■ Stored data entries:
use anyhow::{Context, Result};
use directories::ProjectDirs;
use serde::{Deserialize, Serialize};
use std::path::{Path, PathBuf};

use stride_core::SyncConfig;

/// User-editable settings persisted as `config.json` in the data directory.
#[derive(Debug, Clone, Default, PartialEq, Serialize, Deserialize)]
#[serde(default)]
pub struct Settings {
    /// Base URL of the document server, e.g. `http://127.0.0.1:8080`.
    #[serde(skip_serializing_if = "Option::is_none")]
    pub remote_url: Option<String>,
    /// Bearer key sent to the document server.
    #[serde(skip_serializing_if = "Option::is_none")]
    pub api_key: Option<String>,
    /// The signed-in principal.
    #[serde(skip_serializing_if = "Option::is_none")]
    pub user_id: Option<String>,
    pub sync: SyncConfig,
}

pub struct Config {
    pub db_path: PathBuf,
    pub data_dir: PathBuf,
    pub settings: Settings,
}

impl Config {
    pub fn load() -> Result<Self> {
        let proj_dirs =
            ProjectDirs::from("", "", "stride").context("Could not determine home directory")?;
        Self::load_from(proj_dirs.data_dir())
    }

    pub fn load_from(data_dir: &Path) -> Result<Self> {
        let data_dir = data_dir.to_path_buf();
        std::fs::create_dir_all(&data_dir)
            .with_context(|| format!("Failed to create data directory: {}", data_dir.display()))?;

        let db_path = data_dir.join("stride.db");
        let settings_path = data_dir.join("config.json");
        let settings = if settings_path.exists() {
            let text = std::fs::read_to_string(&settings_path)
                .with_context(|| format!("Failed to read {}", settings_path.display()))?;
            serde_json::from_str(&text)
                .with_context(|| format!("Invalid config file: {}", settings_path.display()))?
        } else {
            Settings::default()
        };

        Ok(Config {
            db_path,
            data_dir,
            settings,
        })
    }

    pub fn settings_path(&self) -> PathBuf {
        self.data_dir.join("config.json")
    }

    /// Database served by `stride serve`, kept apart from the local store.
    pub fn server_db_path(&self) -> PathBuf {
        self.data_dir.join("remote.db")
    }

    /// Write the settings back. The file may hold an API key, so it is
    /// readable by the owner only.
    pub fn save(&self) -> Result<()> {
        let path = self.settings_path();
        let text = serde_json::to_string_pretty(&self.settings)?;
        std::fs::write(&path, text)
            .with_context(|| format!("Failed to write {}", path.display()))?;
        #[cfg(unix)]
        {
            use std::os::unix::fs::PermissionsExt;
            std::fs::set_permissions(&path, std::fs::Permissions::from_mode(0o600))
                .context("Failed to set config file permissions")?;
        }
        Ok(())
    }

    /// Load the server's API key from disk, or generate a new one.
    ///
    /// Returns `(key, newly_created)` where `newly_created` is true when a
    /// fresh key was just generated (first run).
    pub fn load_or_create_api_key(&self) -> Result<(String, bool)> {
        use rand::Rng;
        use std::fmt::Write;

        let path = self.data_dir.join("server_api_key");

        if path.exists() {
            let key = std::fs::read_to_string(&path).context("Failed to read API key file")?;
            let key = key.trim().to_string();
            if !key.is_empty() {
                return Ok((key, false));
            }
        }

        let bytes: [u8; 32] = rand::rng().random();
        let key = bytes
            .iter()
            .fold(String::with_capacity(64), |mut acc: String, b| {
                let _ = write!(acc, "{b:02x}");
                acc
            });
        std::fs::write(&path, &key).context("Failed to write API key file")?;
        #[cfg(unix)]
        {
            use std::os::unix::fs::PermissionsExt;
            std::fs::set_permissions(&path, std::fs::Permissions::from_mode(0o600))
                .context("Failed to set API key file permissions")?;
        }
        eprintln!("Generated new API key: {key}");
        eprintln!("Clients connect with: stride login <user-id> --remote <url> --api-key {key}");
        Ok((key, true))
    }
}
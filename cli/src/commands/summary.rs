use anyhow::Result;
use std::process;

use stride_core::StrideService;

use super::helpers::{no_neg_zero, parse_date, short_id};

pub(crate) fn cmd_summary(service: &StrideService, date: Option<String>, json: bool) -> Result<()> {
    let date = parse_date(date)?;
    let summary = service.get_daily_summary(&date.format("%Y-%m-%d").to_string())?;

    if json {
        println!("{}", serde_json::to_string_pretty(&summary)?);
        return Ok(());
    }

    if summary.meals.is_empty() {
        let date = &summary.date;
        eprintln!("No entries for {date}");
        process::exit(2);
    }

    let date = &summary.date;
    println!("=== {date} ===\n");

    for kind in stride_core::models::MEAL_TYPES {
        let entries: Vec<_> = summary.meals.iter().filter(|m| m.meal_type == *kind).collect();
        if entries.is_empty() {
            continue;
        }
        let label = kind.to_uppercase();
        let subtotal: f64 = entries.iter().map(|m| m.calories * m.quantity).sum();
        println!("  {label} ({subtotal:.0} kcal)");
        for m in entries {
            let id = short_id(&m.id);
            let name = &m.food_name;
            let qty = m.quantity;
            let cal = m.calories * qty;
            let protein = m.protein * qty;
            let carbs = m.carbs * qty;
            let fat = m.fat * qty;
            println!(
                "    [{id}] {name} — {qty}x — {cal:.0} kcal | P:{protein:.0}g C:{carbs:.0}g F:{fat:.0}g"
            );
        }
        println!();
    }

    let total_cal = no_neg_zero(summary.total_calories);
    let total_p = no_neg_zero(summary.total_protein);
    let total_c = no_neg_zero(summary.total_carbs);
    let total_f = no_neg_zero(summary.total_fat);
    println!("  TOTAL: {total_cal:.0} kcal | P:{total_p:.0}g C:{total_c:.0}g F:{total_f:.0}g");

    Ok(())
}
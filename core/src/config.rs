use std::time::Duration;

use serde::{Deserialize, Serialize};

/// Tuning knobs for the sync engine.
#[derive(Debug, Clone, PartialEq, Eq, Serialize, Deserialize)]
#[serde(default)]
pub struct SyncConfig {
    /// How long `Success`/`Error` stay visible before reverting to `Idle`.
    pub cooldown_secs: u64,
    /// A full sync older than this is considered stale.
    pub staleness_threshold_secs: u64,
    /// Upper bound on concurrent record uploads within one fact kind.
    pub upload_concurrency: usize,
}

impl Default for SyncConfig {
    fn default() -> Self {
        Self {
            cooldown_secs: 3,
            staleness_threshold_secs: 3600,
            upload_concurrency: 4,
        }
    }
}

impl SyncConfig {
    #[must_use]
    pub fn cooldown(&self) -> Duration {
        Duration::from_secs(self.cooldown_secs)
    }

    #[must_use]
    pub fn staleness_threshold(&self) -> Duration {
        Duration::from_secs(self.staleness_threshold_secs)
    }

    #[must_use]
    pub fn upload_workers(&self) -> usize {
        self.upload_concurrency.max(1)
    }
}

■ Exercise: All of the data above should be set down again exactly.

■ Expected output:
use anyhow::{Context, Result};
use directories::ProjectDirs;
use serde::{Deserialize, Serialize};
use std::path::{Path, PathBuf};

use stride_core::SyncConfig;

/// User-editable settings persisted as `config.json` in the data directory.
#[derive(Debug, Clone, Default, PartialEq, Serialize, Deserialize)]
#[serde(default)]
pub struct Settings {
    /// Base URL of the document server, e.g. `http://127.0.0.1:8080`.
    #[serde(skip_serializing_if = "Option::is_none")]
    pub remote_url: Option<String>,
    /// Bearer key sent to the document server.
    #[serde(skip_serializing_if = "Option::is_none")]
    pub api_key: Option<String>,
    /// The signed-in principal.
    #[serde(skip_serializing_if = "Option::is_none")]
    pub user_id: Option<String>,
    pub sync: SyncConfig,
}

pub struct Config {
    pub db_path: PathBuf,
    pub data_dir: PathBuf,
    pub settings: Settings,
}

impl Config {
    pub fn load() -> Result<Self> {
        let proj_dirs =
            ProjectDirs::from("", "", "stride").context("Could not determine home directory")?;
        Self::load_from(proj_dirs.data_dir())
    }

    pub fn load_from(data_dir: &Path) -> Result<Self> {
        let data_dir = data_dir.to_path_buf();
        std::fs::create_dir_all(&data_dir)
            .with_context(|| format!("Failed to create data directory: {}", data_dir.display()))?;

        let db_path = data_dir.join("stride.db");
        let settings_path = data_dir.join("config.json");
        let settings = if settings_path.exists() {
            let text = std::fs::read_to_string(&settings_path)
                .with_context(|| format!("Failed to read {}", settings_path.display()))?;
            serde_json::from_str(&text)
                .with_context(|| format!("Invalid config file: {}", settings_path.display()))?
        } else {
            Settings::default()
        };

        Ok(Config {
            db_path,
            data_dir,
            settings,
        })
    }

    pub fn settings_path(&self) -> PathBuf {
        self.data_dir.join("config.json")
    }

    /// Database served by `stride serve`, kept apart from the local store.
    pub fn server_db_path(&self) -> PathBuf {
        self.data_dir.join("remote.db")
    }

    /// Write the settings back. The file may hold an API key, so it is
    /// readable by the owner only.
    pub fn save(&self) -> Result<()> {
        let path = self.settings_path();
        let text = serde_json::to_string_pretty(&self.settings)?;
        std::fs::write(&path, text)
            .with_context(|| format!("Failed to write {}", path.display()))?;
        #[cfg(unix)]
        {
            use std::os::unix::fs::PermissionsExt;
            std::fs::set_permissions(&path, std::fs::Permissions::from_mode(0o600))
                .context("Failed to set config file permissions")?;
        }
        Ok(())
    }

    /// Load the server's API key from disk, or generate a new one.
    ///
    /// Returns `(key, newly_created)` where `newly_created` is true when a
    /// fresh key was just generated (first run).
    pub fn load_or_create_api_key(&self) -> Result<(String, bool)> {
        use rand::Rng;
        use std::fmt::Write;

        let path = self.data_dir.join("server_api_key");

        if path.exists() {
            let key = std::fs::read_to_string(&path).context("Failed to read API key file")?;
            let key = key.trim().to_string();
            if !key.is_empty() {
                return Ok((key, false));
            }
        }

        let bytes: [u8; 32] = rand::rng().random();
        let key = bytes
            .iter()
            .fold(String::with_capacity(64), |mut acc: String, b| {
                let _ = write!(acc, "{b:02x}");
                acc
            });
        std::fs::write(&path, &key).context("Failed to write API key file")?;
        #[cfg(unix)]
        {
            use std::os::unix::fs::PermissionsExt;
            std::fs::set_permissions(&path, std::fs::Permissions::from_mode(0o600))
                .context("Failed to set API key file permissions")?;
        }
        eprintln!("Generated new API key: {key}");
        eprintln!("Clients connect with: stride login <user-id> --remote <url> --api-key {key}");
        Ok((key, true))
    }
}
filename cli/src/commands/summary.rs
use anyhow::Result;
use std::process;

use stride_core::StrideService;

use super::helpers::{no_neg_zero, parse_date, short_id};

pub(crate) fn cmd_summary(service: &StrideService, date: Option<String>, json: bool) -> Result<()> {
    let date = parse_date(date)?;
    let summary = service.get_daily_summary(&date.format("%Y-%m-%d").to_string())?;

    if json {
        println!("{}", serde_json::to_string_pretty(&summary)?);
        return Ok(());
    }

    if summary.meals.is_empty() {
        let date = &summary.date;
        eprintln!("No entries for {date}");
        process::exit(2);
    }

    let date = &summary.date;
    println!("=== {date} ===\n");

    for kind in stride_core::models::MEAL_TYPES {
        let entries: Vec<_> = summary.meals.iter().filter(|m| m.meal_type == *kind).collect();
        if entries.is_empty() {
            continue;
        }
        let label = kind.to_uppercase();
        let subtotal: f64 = entries.iter().map(|m| m.calories * m.quantity).sum();
        println!("  {label} ({subtotal:.0} kcal)");
        for m in entries {
            let id = short_id(&m.id);
            let name = &m.food_name;
            let qty = m.quantity;
            let cal = m.calories * qty;
            let protein = m.protein * qty;
            let carbs = m.carbs * qty;
            let fat = m.fat * qty;
            println!(
                "    [{id}] {name} — {qty}x — {cal:.0} kcal | P:{protein:.0}g C:{carbs:.0}g F:{fat:.0}g"
            );
        }
        println!();
    }

    let total_cal = no_neg_zero(summary.total_calories);
    let total_p = no_neg_zero(summary.total_protein);
    let total_c = no_neg_zero(summary.total_carbs);
    let total_f = no_neg_zero(summary.total_fat);
    println!("  TOTAL: {total_cal:.0} kcal | P:{total_p:.0}g C:{total_c:.0}g F:{total_f:.0}g");

    Ok(())
}
filename core/src/config.rs
use std::time::Duration;

use serde::{Deserialize, Serialize};

/// Tuning knobs for the sync engine.
#[derive(Debug, Clone, PartialEq, Eq, Serialize, Deserialize)]
#[serde(default)]
pub struct SyncConfig {
    /// How long `Success`/`Error` stay visible before reverting to `Idle`.
    pub cooldown_secs: u64,
    /// A full sync older than this is considered stale.
    pub staleness_threshold_secs: u64,
    /// Upper bound on concurrent record uploads within one fact kind.
    pub upload_concurrency: usize,
}

impl Default for SyncConfig {
    fn default() -> Self {
        Self {
            cooldown_secs: 3,
            staleness_threshold_secs: 3600,
            upload_concurrency: 4,
        }
    }
}

impl SyncConfig {
    #[must_use]
    pub fn cooldown(&self) -> Duration {
        Duration::from_secs(self.cooldown_secs)
    }

    #[must_use]
    pub fn staleness_threshold(&self) -> Duration {
        Duration::from_secs(self.staleness_threshold_secs)
    }

    #[must_use]
    pub fn upload_workers(&self) -> usize {
        self.upload_concurrency.max(1)
    }
}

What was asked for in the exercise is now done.